The strong line-up of the planned visitation may be marred by Irish diaspora roots and the lack of any lay person, writes PATSY McGARRY, Religious Affairs Correspondent
THERE HAS never been anything like it where the Catholic Church is concerned. It is fair to say that the decision of Pope Benedict to send in nine such “heavy hitters” to investigate the Irish church is a strong indication of the seriousness of his intent when it comes to addressing the clerical child sex abuse crisis in the church. And not just in Ireland.
The recent Vatican apostolic visitation to the international Legionaries of Christ congregation, founded by the deceased (and now established as disreputable) Fr Marcial Maciel, involved just five prelates, none of them at cardinal rank.
But where the team of apostolic visitors announced for Ireland yesterday is somewhat marred is in its composition. All are children of the Irish diaspora, mainly from North America. On the positive side, this may allow for greater insight into the culture of the Irish Catholic church but it may also, unconsciously even, allow for a less than detached approach to aspects of that culture which so easily tolerated the cover-up of clerical child sex abuse, and on such a scale.
Another drawback is that the apostolic visitation team does not include a lay person. Yet, as we saw with the recent annual report from the Irish Catholic Church’s own National Board for Safeguarding Children (NBSC), it is a virtual army of lay Catholics which is now at the child protection barricades in parishes and dioceses across Ireland.
And there remain serious questions over one of those named yesterday when it came to his own handling of clerical child sex abuse cases. The inclusion of Cardinal Murphy O’Connor would seem to indicate that the Vatican has a reply to that question posed on St Patrick’s Day by Cardinal Seán Brady in Armagh Cathedral. It followed newspaper revelations the previous Sunday that, in 1975, Cardinal Brady had conducted canonical investigations into child sex abuse allegations against Fr Brendan Smyth. He believed the two teenagers making the allegations and swore them to secrecy as part of the canonical process. On St Patrick’s Day then, when reflecting on renewal in the Church, he said: “None of us knows where that new beginning will lead. Does it allow for wounded healers, those who have made mistakes in their past to have a part in shaping the future?”
Following yesterday’s announcement from Rome that Cardinal Murphy O’Connor will lead the apostolic visitation to Armagh archdiocese, it would appear the Vatican’s answer to Cardinal Brady’s St Patrick’s Day question is a resounding “Yes”.
This is emphasised even more so when it is realised that Cardinal Murphy O’Connor, who was Cardinal Brady’s equivalent in England and Wales where he had been primate before retirement in April 2009, would too have been perceived as something of “a wounded healer”. He also endured slings and arrows over his handling of clerical child sex abuse allegations.

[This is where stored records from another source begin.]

//! Request identity as seen by key generators and invalidation rules.

use axum::http::{HeaderMap, Method};
use bytes::Bytes;

/// Authenticated identity attached to a request as an extension.
#[derive(Debug, Clone, PartialEq, Eq)]
pub struct Principal {
    pub name: String,
}

impl Principal {
    pub fn new(name: impl Into<String>) -> Self {
        Self { name: name.into() }
    }
}

/// Value bound to one action parameter.
#[derive(Debug, Clone, PartialEq, Eq)]
pub enum ArgumentValue {
    Single(String),
    Many(Vec<String>),
}

impl ArgumentValue {
    /// Text used inside cache keys; each element of a list ends with `;`.
    pub fn key_text(&self) -> String {
        match self {
            Self::Single(value) => value.clone(),
            Self::Many(values) => values.iter().map(|value| format!("{value};")).collect(),
        }
    }
}

#[derive(Debug, Clone, PartialEq, Eq)]
pub struct ActionArgument {
    pub name: String,
    /// `None` when the parameter was declared but nothing was bound.
    pub value: Option<ArgumentValue>,
}

impl ActionArgument {
    pub fn single(name: impl Into<String>, value: impl Into<String>) -> Self {
        Self {
            name: name.into(),
            value: Some(ArgumentValue::Single(value.into())),
        }
    }
}

/// Everything about one request that can influence a cache key.
#[derive(Debug, Clone)]
pub struct RequestContext {
    pub method: Method,
    pub controller: String,
    pub action: String,
    pub arguments: Vec<ActionArgument>,
    /// Raw query string, without the leading `?`.
    pub query: Option<String>,
    pub headers: HeaderMap,
    /// Buffered request body, present for verbs whose body feeds the key.
    pub body: Option<Bytes>,
    pub principal: Option<Principal>,
}

impl RequestContext {
    pub fn new(method: Method, controller: impl Into<String>, action: impl Into<String>) -> Self {
        Self {
            method,
            controller: controller.into(),
            action: action.into(),
            arguments: Vec::new(),
            query: None,
            headers: HeaderMap::new(),
            body: None,
            principal: None,
        }
    }

    pub fn with_argument(mut self, argument: ActionArgument) -> Self {
        self.arguments.push(argument);
        self
    }

    pub fn with_query(mut self, query: impl Into<String>) -> Self {
        self.query = Some(query.into());
        self
    }

    pub fn with_headers(mut self, headers: HeaderMap) -> Self {
        self.headers = headers;
        self
    }

    pub fn with_body(mut self, body: Bytes) -> Self {
        self.body = Some(body);
        self
    }

    pub fn with_principal(mut self, principal: Principal) -> Self {
        self.principal = Some(principal);
        self
    }

    /// Decoded query pairs in request order.
    pub fn query_pairs(&self) -> Vec<(String, String)> {
        self.query
            .as_deref()
            .map(|query| {
                url::form_urlencoded::parse(query.as_bytes())
                    .into_owned()
                    .collect()
            })
            .unwrap_or_default()
    }
}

His primary difficulties where that issue was concerned centred on his decision in 1985, when he was bishop of Arundel and Brighton, to move Fr Michael Hill to the chaplaincy at Gatwick airport, even though he knew the priest had a history of child abuse.
He had removed Hill from ministry for 18 months because of abuse allegations but then allowed him back to work as a chaplain at Gatwick airport where Hill abused another child.
Hill was jailed for five years for that offence in 2002.
Speaking to this newspaper on the matter when visiting Dublin in October 2002, Cardinal Murphy O’Connor said: “I should not have appointed him . . . All one can do is apologise”. He said he could only admit ignorance of the gravity of the issue at the time and the danger to children.
Interviewed on BBC2's Newsnightprogramme around the same time, Cardinal Murphy O'Connor again acknowledged he made a "grave" mistake in his handling of the Hill case.
On the plus side, it was Cardinal Murphy O’Connor who set up the group under the chairmanship of retired judge Lord Nolan which prepared the strict child protection guidelines for the Church in England and Wales published as the Nolan report in 2001 and implemented since.
To complete the parallels where the two primate cardinals are concerned, it was under Cardinal Brady that all the current child protection guidelines were prepared and implemented by the Catholic Church in Ireland and it was also under Cardinal Brady that the church’s effective child protection watchdog, the NBSC, was set up.